• To do: What is needed is a copy of each line in the listing below that contains "Serialize".

====================

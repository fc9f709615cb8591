//! Catalog domain records.
//!
//! Every record managed by the console implements [`Entity`], which exposes
//! the surrogate id and the natural key the service layer keeps unique.

mod brand;
mod category;
mod product;
mod role;
mod user;

pub use brand::Brand;
pub use category::Category;
pub use product::Product;
pub use role::Role;
pub use user::User;

/// A persisted catalog record with a surrogate id and a unique natural key.
pub trait Entity: Clone + Send + Sync + 'static {
    /// Singular entity name used in errors and logs (`"category"`).
    const ENTITY: &'static str;

    /// Name of the natural-key field (`"name"` or `"email"`).
    const KEY_FIELD: &'static str;

    /// Surrogate id; `None` until the record has been persisted.
    fn id(&self) -> Option<i64>;

    fn set_id(&mut self, id: i64);

    /// Value of the natural-key field.
    fn natural_key(&self) -> &str;

    /// Text fields a keyword search matches against.
    fn search_fields(&self) -> Vec<&str>;

    /// `true` while the record has not been persisted.
    fn is_new(&self) -> bool {
        self.id().is_none()
    }

    /// Called by storage when `self` overwrites `stored`; copies over any
    /// field the submission left blank on purpose.
    fn carry_over(&mut self, _stored: &Self) {}
}
use serde::Serialize;

use super::Entity;

/// Product brand (manufacturer).
#[derive(Debug, Clone, Default, PartialEq, Eq, Serialize)]
pub struct Brand {
    pub id: Option<i64>,
    pub name: String,
}

impl Brand {
    pub fn new(id: impl Into<Option<i64>>, name: impl Into<String>) -> Self {
        Self {
            id: id.into(),
            name: name.into(),
        }
    }
}

impl Entity for Brand {
    const ENTITY: &'static str = "brand";
    const KEY_FIELD: &'static str = "name";

    fn id(&self) -> Option<i64> {
        self.id
    }

    fn set_id(&mut self, id: i64) {
        self.id = Some(id);
    }

    fn natural_key(&self) -> &str {
        &self.name
    }

    fn search_fields(&self) -> Vec<&str> {
        vec![&self.name]
    }
}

====================

• Task solution:
use serde::Serialize;
#[derive(Debug, Clone, Default, PartialEq, Eq, Serialize)]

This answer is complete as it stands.